Don would like to see it in 5.0 and stable.


> --b.
> 
>> Signed-off-by: Chuck Lever <chuck.lever@oracle.com>
>> ---
>> net/sunrpc/xprtrdma/svc_rdma_sendto.c    |  105 ++++++++++++++++++++++++++++--
>> net/sunrpc/xprtrdma/svc_rdma_transport.c |    9 +--
>> 2 files changed, 102 insertions(+), 12 deletions(-)
>> 
>> diff --git a/net/sunrpc/xprtrdma/svc_rdma_sendto.c b/net/sunrpc/xprtrdma/svc_rdma_sendto.c
>> index 1aab305fbbb6..8235ca2159d1 100644
>> --- a/net/sunrpc/xprtrdma/svc_rdma_sendto.c
>> +++ b/net/sunrpc/xprtrdma/svc_rdma_sendto.c
>> @@ -531,6 +531,99 @@ void svc_rdma_sync_reply_hdr(struct svcxprt_rdma *rdma,
>>                      DMA_TO_DEVICE);
>> }
>> 
>> +/* If the xdr_buf has more elements than the device can
>> + * transmit in a single RDMA Send, then the reply will
>> + * have to be copied into a bounce buffer.
>> + */
>> +static bool svc_rdma_pull_up_needed(struct svcxprt_rdma *rdma,
>> +                    struct xdr_buf *xdr,
>> +                    __be32 *wr_lst)
>> +{
>> +    int elements;
>> +
>> +    /* xdr->head */
>> +    elements = 1;
>> +
>> +    /* xdr->pages */
>> +    if (!wr_lst) {
>> +        unsigned int remaining;
>> +        unsigned long pageoff;
>> +
>> +        pageoff = xdr->page_base & ~PAGE_MASK;
>> +        remaining = xdr->page_len;
>> +        while (remaining) {
>> +            ++elements;
>> +            remaining -= min_t(u32, PAGE_SIZE - pageoff,
>> +                       remaining);
>> +            pageoff = 0;
>> +        }
>> +    }
>> +
>> +    /* xdr->tail */
>> +    if (xdr->tail[0].iov_len)
>> +        ++elements;
>> +
>> +    /* assume 1 SGE is needed for the transport header */
>> +    return elements >= rdma->sc_max_send_sges;
>> +}
>> +
>> +/* The device is not capable of sending the reply directly.
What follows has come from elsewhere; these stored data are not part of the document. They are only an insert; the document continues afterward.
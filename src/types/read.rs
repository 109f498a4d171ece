//! Read results handed back to storefront callers.

use std::fmt;

use serde::{Deserialize, Serialize};

use super::item::ItemSet;

/// Which tier served a read.
///
/// Diagnostic only; serialized with the names the storefront already logs.
#[derive(Debug, Clone, Copy, PartialEq, Eq, Hash, Serialize, Deserialize)]
pub enum CatalogSource {
    /// Shared cache store hit.
    #[serde(rename = "cache")]
    Hot,
    /// On-disk snapshot, hot cache was empty.
    #[serde(rename = "file-cache")]
    Snapshot,
    /// Fetched from the inventory provider during this request.
    #[serde(rename = "zoho")]
    Live,
}

impl CatalogSource {
    pub fn as_str(&self) -> &'static str {
        match self {
            CatalogSource::Hot => "cache",
            CatalogSource::Snapshot => "file-cache",
            CatalogSource::Live => "zoho",
        }
    }
}

impl fmt::Display for CatalogSource {
    fn fmt(&self, f: &mut fmt::Formatter<'_>) -> fmt::Result {
        f.write_str(self.as_str())
    }
}

/// Response envelope: `{ "source": ..., "items": [...] }`.
#[derive(Debug, Clone, Serialize)]
pub struct CatalogRead {
    pub source: CatalogSource,
    pub items: ItemSet,
}

impl CatalogRead {
    pub fn new(source: CatalogSource, items: ItemSet) -> Self {
        Self { source, items }
    }

    pub fn len(&self) -> usize {
        self.items.len()
    }

    pub fn is_empty(&self) -> bool {
        self.items.is_empty()
    }
}
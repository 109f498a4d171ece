//! Catalog item and its derived classification.

use std::sync::Arc;

use serde::{Deserialize, Serialize};

use super::fields::CustomFields;

/// One immutable generation of catalog items.
///
/// Shared between the cache writer, the snapshot writer and every reader of
/// the generation; never mutated after publication.
pub type ItemSet = Arc<Vec<CatalogItem>>;

/// Derived tag deciding which view(s) an item belongs to.
#[derive(Debug, Clone, Copy, Default, PartialEq, Eq, Hash, Serialize, Deserialize)]
#[serde(rename_all = "lowercase")]
pub enum Classification {
    /// Not yet looked at (fresh from the list endpoint).
    #[default]
    Unclassified,
    /// Sellable kit shown on the products page.
    Kit,
    /// Priced goods that are not kits (ingredients, supplies, equipment).
    Ingredient,
    /// Kept out of every classified view.
    Excluded,
}

/// A product as served to storefront readers.
///
/// Field names follow the inventory provider's wire format so the JSON the
/// storefront receives is unchanged from what the provider returns, plus the
/// derived `classification`.
#[derive(Debug, Clone, PartialEq, Serialize, Deserialize)]
pub struct CatalogItem {
    pub item_id: String,
    pub name: String,
    #[serde(default)]
    pub sku: String,
    /// Raw selling price as reported upstream.
    #[serde(default)]
    pub rate: f64,
    #[serde(default)]
    pub stock_on_hand: f64,
    /// `"goods"` or `"service"`.
    #[serde(default)]
    pub product_type: String,
    #[serde(default)]
    pub group_name: String,
    #[serde(default)]
    pub category_name: String,
    #[serde(default)]
    pub status: String,

    // Enrichment (detail endpoint only)
    #[serde(default)]
    pub custom_fields: CustomFields,
    #[serde(default)]
    pub brand: String,
    #[serde(default)]
    pub image_name: String,
    #[serde(default)]
    pub tax_id: String,
    #[serde(default)]
    pub tax_name: String,
    #[serde(default)]
    pub tax_percentage: f64,

    #[serde(default)]
    pub classification: Classification,
}

impl CatalogItem {
    /// Create a bare item with only identity fields set.
    pub fn new(item_id: impl Into<String>, name: impl Into<String>) -> Self {
        Self {
            item_id: item_id.into(),
            name: name.into(),
            sku: String::new(),
            rate: 0.0,
            stock_on_hand: 0.0,
            product_type: "goods".to_string(),
            group_name: String::new(),
            category_name: String::new(),
            status: "active".to_string(),
            custom_fields: CustomFields::default(),
            brand: String::new(),
            image_name: String::new(),
            tax_id: String::new(),
            tax_name: String::new(),
            tax_percentage: 0.0,
            classification: Classification::Unclassified,
        }
    }

    /// Set the SKU.
    pub fn with_sku(mut self, sku: impl Into<String>) -> Self {
        self.sku = sku.into();
        self
    }

    /// Set the selling price.
    pub fn with_rate(mut self, rate: f64) -> Self {
        self.rate = rate;
        self
    }

    /// Set the stock level.
    pub fn with_stock(mut self, stock_on_hand: f64) -> Self {
        self.stock_on_hand = stock_on_hand;
        self
    }

    /// Set the product type (`"goods"` / `"service"`).
    pub fn with_product_type(mut self, product_type: impl Into<String>) -> Self {
        self.product_type = product_type.into();
        self
    }

    /// Set the item group name.
    pub fn with_group_name(mut self, group_name: impl Into<String>) -> Self {
        self.group_name = group_name.into();
        self
    }

    /// Whether the provider models this record as a service rather than goods.
    pub fn is_service(&self) -> bool {
        self.product_type == "service"
    }

    /// Reset every enrichment field to its empty/zero default.
    ///
    /// Used when the detail fetch for this record failed: the record stays in
    /// the catalog with list-view data only.
    pub fn clear_enrichment(&mut self) {
        self.custom_fields = CustomFields::default();
        self.brand.clear();
        self.image_name.clear();
        self.tax_id.clear();
        self.tax_name.clear();
        self.tax_percentage = 0.0;
    }
}
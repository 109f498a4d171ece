//! Inventory source trait and its wire types.
//!
//! The catalog pipeline needs exactly two things from the system of record:
//! a paginated listing and a per-record detail fetch that carries the
//! enrichment fields the listing omits. Everything else about the provider
//! (auth, hosts, error mapping) stays behind this trait.
//!
//! # Errors
//!
//! Both calls may return [`StockroomError::RateLimited`](crate::StockroomError::RateLimited)
//! for HTTP 429. Listing pagination is not retried by the pipeline; detail
//! fetches are, via [`RetryingSource`](super::RetryingSource).

use async_trait::async_trait;
use serde::Deserialize;

use crate::Result;
use crate::types::{CatalogItem, Classification, CustomFields, RawCustomField};

/// Listing filter forwarded as query parameters.
#[derive(Debug, Clone, Default, PartialEq, Eq)]
pub struct ItemFilter {
    /// Provider status filter, e.g. `"active"`.
    pub status: Option<String>,
}

impl ItemFilter {
    /// Only active items.
    pub fn active() -> Self {
        Self {
            status: Some("active".to_string()),
        }
    }
}

/// One page of the item listing.
#[derive(Debug, Clone, Default)]
pub struct ItemPage {
    pub items: Vec<ListedItem>,
    pub has_more: bool,
}

/// An item as returned by the list endpoint (no custom fields, no tax data).
#[derive(Debug, Clone, Default, Deserialize)]
pub struct ListedItem {
    pub item_id: String,
    #[serde(default)]
    pub name: String,
    #[serde(default)]
    pub sku: Option<String>,
    #[serde(default)]
    pub rate: Option<f64>,
    #[serde(default)]
    pub stock_on_hand: Option<f64>,
    #[serde(default)]
    pub product_type: Option<String>,
    #[serde(default)]
    pub group_name: Option<String>,
    #[serde(default)]
    pub category_name: Option<String>,
    #[serde(default)]
    pub status: Option<String>,
}

impl From<ListedItem> for CatalogItem {
    fn from(listed: ListedItem) -> Self {
        CatalogItem {
            item_id: listed.item_id,
            name: listed.name,
            sku: listed.sku.unwrap_or_default(),
            rate: listed.rate.unwrap_or(0.0),
            stock_on_hand: listed.stock_on_hand.unwrap_or(0.0),
            product_type: listed.product_type.unwrap_or_default(),
            group_name: listed.group_name.unwrap_or_default(),
            category_name: listed.category_name.unwrap_or_default(),
            status: listed.status.unwrap_or_default(),
            custom_fields: CustomFields::default(),
            brand: String::new(),
            image_name: String::new(),
            tax_id: String::new(),
            tax_name: String::new(),
            tax_percentage: 0.0,
            classification: Classification::Unclassified,
        }
    }
}

/// Enrichment data only the detail endpoint returns.
///
/// Every field may be missing or `null` upstream.
#[derive(Debug, Clone, Default, Deserialize)]
pub struct ItemDetail {
    #[serde(default)]
    pub custom_fields: Option<Vec<RawCustomField>>,
    #[serde(default)]
    pub brand: Option<String>,
    #[serde(default)]
    pub image_name: Option<String>,
    #[serde(default)]
    pub tax_id: Option<String>,
    #[serde(default)]
    pub tax_name: Option<String>,
    #[serde(default)]
    pub tax_percentage: Option<f64>,
    #[serde(default)]
    pub stock_on_hand: Option<f64>,
}

impl ItemDetail {
    /// Merge detail data into a listed item.
    ///
    /// This is the validation boundary for custom fields: raw provider values
    /// are normalised into [`CustomFields`] here and nowhere else.
    pub fn apply_to(self, item: &mut CatalogItem) {
        item.custom_fields = CustomFields::from_raw(self.custom_fields.unwrap_or_default());
        item.brand = self.brand.unwrap_or_default();
        item.image_name = self.image_name.unwrap_or_default();
        item.tax_id = self.tax_id.unwrap_or_default();
        item.tax_name = self.tax_name.unwrap_or_default();
        item.tax_percentage = self.tax_percentage.unwrap_or(0.0);
        if let Some(stock) = self.stock_on_hand {
            item.stock_on_hand = stock;
        }
    }
}

/// Read access to the inventory system of record.
#[async_trait]
pub trait InventorySource: Send + Sync {
    /// Source name for logging/debugging.
    fn name(&self) -> &str;

    /// Fetch one page (1-based) of the item listing.
    async fn list_page(&self, filter: &ItemFilter, page: u32) -> Result<ItemPage>;

    /// Fetch the detail record for one item.
    async fn fetch_detail(&self, item_id: &str) -> Result<ItemDetail>;
}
>> + * Assemble the elements of @xdr into the transport header
>> + * buffer.
>> + */
>> +static int svc_rdma_pull_up_reply_msg(struct svcxprt_rdma *rdma,
>> +                      struct svc_rdma_send_ctxt *ctxt,
>> +                      struct xdr_buf *xdr, __be32 *wr_lst)
>> +{
>> +    unsigned char *dst, *tailbase;
>> +    unsigned int taillen;
>> +
>> +    dst = ctxt->sc_xprt_buf;
>> +    dst += ctxt->sc_sges[0].length;
>> +
>> +    memcpy(dst, xdr->head[0].iov_base, xdr->head[0].iov_len);
>> +    dst += xdr->head[0].iov_len;
>> +
>> +    tailbase = xdr->tail[0].iov_base;
>> +    taillen = xdr->tail[0].iov_len;
>> +    if (wr_lst) {
>> +        u32 xdrpad;
>> +
>> +        xdrpad = xdr_padsize(xdr->page_len);
>> +        if (taillen && xdrpad) {
>> +            tailbase += xdrpad;
>> +            taillen -= xdrpad;
>> +        }
>> +    } else {
>> +        unsigned int len, remaining;
>> +        unsigned long pageoff;
>> +        struct page **ppages;
>> +
>> +        ppages = xdr->pages + (xdr->page_base >> PAGE_SHIFT);
>> +        pageoff = xdr->page_base & ~PAGE_MASK;
>> +        remaining = xdr->page_len;
>> +        while (remaining) {
>> +            len = min_t(u32, PAGE_SIZE - pageoff, remaining);
>> +
>> +            memcpy(dst, page_address(*ppages), len);
>> +            remaining -= len;
>> +            dst += len;
>> +            pageoff = 0;
>> +        }
>> +    }
>> +
>> +    if (taillen)
>> +        memcpy(dst, tailbase, taillen);
>> +
>> +    ctxt->sc_sges[0].length += xdr->len;
>> +    ib_dma_sync_single_for_device(rdma->sc_pd->device,
>> +                      ctxt->sc_sges[0].addr,
>> +                      ctxt->sc_sges[0].length,
>> +                      DMA_TO_DEVICE);
>> +
>> +    return 0;
>> +}
>> +
>> /* svc_rdma_map_reply_msg - Map the buffer holding RPC message
>>  * @rdma: controlling transport
>>  * @ctxt: send_ctxt for the Send WR
>> @@ -553,8 +646,10 @@ int svc_rdma_map_reply_msg(struct svcxprt_rdma *rdma,
>>    u32 xdr_pad;
>>    int ret;
>> 
>> -    if (++ctxt->sc_cur_sge_no >= rdma->sc_max_send_sges)
>> -        return -EIO;
>> +    if (svc_rdma_pull_up_needed(rdma, xdr, wr_lst))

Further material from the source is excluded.